[THE TASK] Lines of the material that include the word "trace" are to be counted; only their number should be given.

[EXERCISE DATA]
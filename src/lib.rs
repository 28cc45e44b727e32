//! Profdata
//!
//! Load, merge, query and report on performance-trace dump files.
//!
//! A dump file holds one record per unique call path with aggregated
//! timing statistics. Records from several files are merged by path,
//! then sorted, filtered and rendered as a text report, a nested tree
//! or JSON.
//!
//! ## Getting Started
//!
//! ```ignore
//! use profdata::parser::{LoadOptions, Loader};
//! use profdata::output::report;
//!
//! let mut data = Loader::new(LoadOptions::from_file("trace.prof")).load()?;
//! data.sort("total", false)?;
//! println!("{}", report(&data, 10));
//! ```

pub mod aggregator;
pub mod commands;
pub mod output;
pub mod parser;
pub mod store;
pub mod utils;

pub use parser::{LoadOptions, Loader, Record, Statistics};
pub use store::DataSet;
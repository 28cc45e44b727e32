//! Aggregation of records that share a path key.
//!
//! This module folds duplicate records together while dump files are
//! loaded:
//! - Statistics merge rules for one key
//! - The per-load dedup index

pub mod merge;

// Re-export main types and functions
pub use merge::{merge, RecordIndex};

[SOLUTION TO THE EXERCISE] 2